Comunicato congiunto Greenpeace Italia, Legambiente e WWF

Redazione Ansa

(ANSA) - ROMA, 12 APR - "Non si strumentalizzi l'attuale crisi energetica e il PiTESAI, il Piano per la transizione energetica sostenibile delle aree idonee entrato in vigore a febbraio. Le 37 istanze rigettate a fine marzo sono "solo" permessi di ricerca e non concessioni estrattive, pozzi o piattaforme. Nessuno dei titoli in questione al momento e nei prossimi anni produce o produrrebbe gas".
    È quanto sottolineano in una nota congiunta Greenpeace Italia, Legambiente e WWF Italia , dopo la querelle nata dalla pubblicazione del BUIG (Bollettino Ufficiale degli Idrocarburi e delle Georisorse).
    "In particolare -spiegano le associazioni nella nota- "si sta cercando di far passare queste bocciature per quello che non sono e si sta utilizzando la crisi del gas, dovuta anche al conflitto in Ucraina, per alimentare la fantomatica indipendenza energetica dell'Italia grazie agli idrocarburi presenti nel sottosuolo o nei fondali della penisola".
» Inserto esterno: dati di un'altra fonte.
use once_cell::sync::OnceCell;
use tracing_subscriber::EnvFilter;

static TRACING: OnceCell<()> = OnceCell::new();

/// Install the stderr subscriber once. `RUST_LOG` wins over the `-v` count.
pub fn init_tracing(verbosity: u8) {
    TRACING.get_or_init(|| {
        let default_level = match verbosity {
            0 => "warn",
            1 => "info",
            2 => "debug",
            _ => "trace",
        };
        let filter = EnvFilter::try_from_default_env().unwrap_or_else(|_| EnvFilter::new(default_level));
        tracing_subscriber::fmt()
            .with_env_filter(filter)
            .with_writer(std::io::stderr)
            .with_target(false)
            .init();
    });
}
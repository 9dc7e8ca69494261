use serde::de::Error as _;
use serde::{Deserialize, Deserializer, Serialize};
use serde_json::{Map, Value};

use super::{Payload, decode_fields, encode_fields};
use crate::error::{DecodeResult, EncodeError, EncodeResult};
use crate::schema::SchemaType;

/// A closed set of allowed JSON values.
///
/// JSON Schema has no `type: "enum"`; the `enum` keyword itself is what marks
/// a document as this kind, so this payload is the one that writes it back.
#[derive(Debug, Clone, PartialEq, Eq, Serialize, Deserialize)]
pub struct EnumSchema {
    #[serde(rename = "enum", deserialize_with = "non_empty_values")]
    pub values: Vec<Value>,
}

impl EnumSchema {
    pub fn new(values: Vec<Value>) -> Self {
        Self { values }
    }
}

fn non_empty_values<'de, D: Deserializer<'de>>(deserializer: D) -> Result<Vec<Value>, D::Error> {
    let values = Vec::<Value>::deserialize(deserializer)?;
    if values.is_empty() {
        return Err(D::Error::invalid_length(0, &"at least one value"));
    }
    Ok(values)
}

impl Payload for EnumSchema {
    const SCHEMA_TYPE: SchemaType = SchemaType::Enum;

    fn decode(doc: &Value) -> DecodeResult<Self> {
        decode_fields(Self::SCHEMA_TYPE, doc)
    }

    fn encode(&self, doc: &mut Map<String, Value>) -> EncodeResult<()> {
        if self.values.is_empty() {
            return Err(EncodeError::EmptyEnum);
        }
        encode_fields(Self::SCHEMA_TYPE, self, doc)
    }
}
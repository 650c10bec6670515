//! Request descriptions shared by the blocking and async clients
//!
//! Every operation is first described as an [`ApiRequest`] (method, URL with
//! query, form fields). The clients only execute these, so both variants send
//! exactly the same requests.

use crate::error::PastebinError;
use crate::options::{NewPaste, RecentPastes};
use reqwest::{StatusCode, Url};
use std::fmt;
use tracing::{debug, warn};
use zeroize::{Zeroize, Zeroizing};

/// Default location of the public site and the developer API
pub const DEFAULT_BASE_URL: &str = "https://pastebin.com";

/// Default location of the scraping API
pub const DEFAULT_SCRAPE_URL: &str = "https://scrape.pastebin.com";

#[derive(Debug, Clone, Copy, PartialEq, Eq)]
pub(crate) enum Method {
    Get,
    Post,
}

/// One HTTP request described as plain data
///
/// Form values may hold the developer key, user key or password; they are
/// zeroized when the request is dropped.
pub(crate) struct ApiRequest {
    pub operation: &'static str,
    pub method: Method,
    pub url: Url,
    pub form: Vec<(&'static str, String)>,
}

impl ApiRequest {
    /// Emit the debug event for this request; form values are never logged
    pub fn trace(&self) {
        debug!(
            operation = self.operation,
            method = ?self.method,
            url = %self.url,
            "sending pastebin request"
        );
    }

    /// Turn a non-2xx status into [`PastebinError::InvalidStatus`]
    pub fn check_status(&self, status: StatusCode) -> Result<(), PastebinError> {
        if status.is_success() {
            return Ok(());
        }
        warn!(operation = self.operation, %status, "pastebin request failed");
        Err(PastebinError::InvalidStatus { status })
    }
}

impl Drop for ApiRequest {
    fn drop(&mut self) {
        for (_, value) in &mut self.form {
            value.zeroize();
        }
    }
}

/// API keys held by a client
#[derive(Clone, Default)]
pub(crate) struct Credentials {
    pub dev_key: Option<Zeroizing<String>>,
    pub user_key: Option<Zeroizing<String>>,
}

impl Credentials {
    fn dev_key(&self) -> Result<&str, PastebinError> {
        self.dev_key
            .as_deref()
            .map(String::as_str)
            .ok_or(PastebinError::MissingDevKey)
    }

    fn user_key(&self) -> Result<&str, PastebinError> {
        self.user_key
            .as_deref()
            .map(String::as_str)
            .ok_or(PastebinError::MissingUserKey)
    }
}

impl fmt::Debug for Credentials {
    fn fmt(&self, f: &mut fmt::Formatter<'_>) -> fmt::Result {
        let redact = |key: &Option<Zeroizing<String>>| key.as_ref().map(|_| "<redacted>");
        f.debug_struct("Credentials")
            .field("dev_key", &redact(&self.dev_key))
            .field("user_key", &redact(&self.user_key))
            .finish()
    }
}

/// Base URLs of the two pastebin hosts
#[derive(Debug, Clone)]
pub(crate) struct Endpoints {
    pub base_url: Url,
    pub scrape_url: Url,
}

impl Endpoints {
    pub fn new(base_url: Url, scrape_url: Url) -> Result<Self, PastebinError> {
        for url in [&base_url, &scrape_url] {
            if url.cannot_be_a_base() {
                return Err(PastebinError::ClientInit(format!(
                    "URL cannot be used as a base: {url}"
                )));
            }
        }
        Ok(Self {
            base_url,
            scrape_url,
        })
    }

    /// Public page of a paste, as listed in the archive
    pub fn paste_url(&self, id: &str) -> Result<Url, PastebinError> {
        join(&self.base_url, &[id])
    }

    pub fn raw_paste(&self, id: &str) -> Result<ApiRequest, PastebinError> {
        Ok(get("raw_paste", join(&self.base_url, &["raw", id])?))
    }

    pub fn scrape_item(&self, key: &str) -> Result<ApiRequest, PastebinError> {
        let mut url = join(&self.scrape_url, &["api_scrape_item.php"])?;
        url.query_pairs_mut().append_pair("i", key);
        Ok(get("scrape_item", url))
    }

    pub fn archive(&self) -> Result<ApiRequest, PastebinError> {
        Ok(get("archive", join(&self.base_url, &["archive"])?))
    }

    pub fn recent_pastes(&self, params: &RecentPastes) -> Result<ApiRequest, PastebinError> {
        let mut url = join(&self.scrape_url, &["api_scraping.php"])?;
        {
            let mut query = url.query_pairs_mut();
            query.append_pair("limit", &params.limit.to_string());
            if let Some(lang) = &params.lang {
                query.append_pair("lang", lang);
            }
        }
        Ok(get("recent_pastes", url))
    }

    pub fn login(
        &self,
        credentials: &Credentials,
        username: &str,
        password: &str,
    ) -> Result<ApiRequest, PastebinError> {
        let form = vec![
            ("api_dev_key", credentials.dev_key()?.to_string()),
            ("api_user_name", username.to_string()),
            ("api_user_password", password.to_string()),
        ];
        self.api_call("login", "api_login.php", form)
    }

    /// `api_user_key` is attached when available so the paste belongs to the
    /// account; otherwise the paste is created as a guest.
    pub fn create_paste(
        &self,
        credentials: &Credentials,
        paste: &NewPaste,
    ) -> Result<ApiRequest, PastebinError> {
        let mut form = vec![
            ("api_dev_key", credentials.dev_key()?.to_string()),
            ("api_option", "paste".to_string()),
            ("api_paste_code", paste.code.clone()),
            ("api_paste_private", paste.visibility.as_flag().to_string()),
        ];
        if let Some(name) = &paste.name {
            form.push(("api_paste_name", name.clone()));
        }
        if let Some(expiration) = paste.expiration {
            form.push(("api_paste_expire_date", expiration.as_str().to_string()));
        }
        if let Some(format) = &paste.format {
            form.push(("api_paste_format", format.clone()));
        }
        if let Ok(user_key) = credentials.user_key() {
            form.push(("api_user_key", user_key.to_string()));
        }
        self.api_call("create_paste", "api_post.php", form)
    }

    pub fn user_details(&self, credentials: &Credentials) -> Result<ApiRequest, PastebinError> {
        let form = account_form(credentials, "userdetails")?;
        self.api_call("user_details", "api_post.php", form)
    }

    pub fn trending(&self, credentials: &Credentials) -> Result<ApiRequest, PastebinError> {
        let form = vec![
            ("api_dev_key", credentials.dev_key()?.to_string()),
            ("api_option", "trends".to_string()),
        ];
        self.api_call("trending", "api_post.php", form)
    }

    pub fn user_pastes(
        &self,
        credentials: &Credentials,
        limit: u32,
    ) -> Result<ApiRequest, PastebinError> {
        let mut form = account_form(credentials, "list")?;
        form.push(("api_results_limit", limit.to_string()));
        self.api_call("user_pastes", "api_post.php", form)
    }

    pub fn delete_paste(
        &self,
        credentials: &Credentials,
        paste_key: &str,
    ) -> Result<ApiRequest, PastebinError> {
        let mut form = account_form(credentials, "delete")?;
        form.push(("api_paste_key", paste_key.to_string()));
        self.api_call("delete_paste", "api_post.php", form)
    }

    pub fn user_raw_paste(
        &self,
        credentials: &Credentials,
        paste_key: &str,
    ) -> Result<ApiRequest, PastebinError> {
        let mut form = account_form(credentials, "show_paste")?;
        form.push(("api_paste_key", paste_key.to_string()));
        self.api_call("user_raw_paste", "api_raw.php", form)
    }

    fn api_call(
        &self,
        operation: &'static str,
        script: &str,
        form: Vec<(&'static str, String)>,
    ) -> Result<ApiRequest, PastebinError> {
        Ok(ApiRequest {
            operation,
            method: Method::Post,
            url: join(&self.base_url, &["api", script])?,
            form,
        })
    }
}

/// Form for calls acting on the authenticated account
fn account_form(
    credentials: &Credentials,
    option: &str,
) -> Result<Vec<(&'static str, String)>, PastebinError> {
    Ok(vec![
        ("api_dev_key", credentials.dev_key()?.to_string()),
        ("api_user_key", credentials.user_key()?.to_string()),
        ("api_option", option.to_string()),
    ])
}

fn get(operation: &'static str, url: Url) -> ApiRequest {
    ApiRequest {
        operation,
        method: Method::Get,
        url,
        form: Vec::new(),
    }
}

/// Replace the path of `base` with `segments`, percent-encoding each one
fn join(base: &Url, segments: &[&str]) -> Result<Url, PastebinError> {
    let mut url = base.clone();
    url.path_segments_mut()
        .map_err(|_| PastebinError::ClientInit("Cannot modify base URL path".to_string()))?
        .clear()
        .extend(segments);
    Ok(url)
}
    Secondo le associazioni "in Italia dei 3,5 miliardi di metri cubi di gas estratti nel 2021 (1,9 miliardi a mare e 1,6 a terra), la stragrande maggioranza del gas estratto proviene da 11 concessioni di coltivazione a mare (su 43 titoli vigenti) e da 4 concessioni di coltivazione a terra (su 58 titoli presenti). Nel dettaglio si evince come il 77% del gas estratto a mare proviene da 11 concessioni di cui 3 (di proprietà ENI) contribuiscono per circa il 35% e le restanti 9 concessioni per il restante 42% del totale a mare. Ancor più evidente la situazione sulla terra ferma dove il 77% della produzione proviene da sole 4 concessioni di cui in particolare 2, ubicate in Basilicata, contribuiscono per 70%. Tradotto in parole semplici, la quasi totalità del gas estratto in Italia proviene solamente da 15 concessioni di coltivazione, mentre le restanti 86 concessioni contribuiscono ognuna pochi decimi percentuali rispetto al totale. In ottica di produzione ed economicità sarebbero quindi tutte da dismettere perché vivono nei nostri mari senza dare alcun apporto significativo, strategico o economico alla comunità". (ANSA).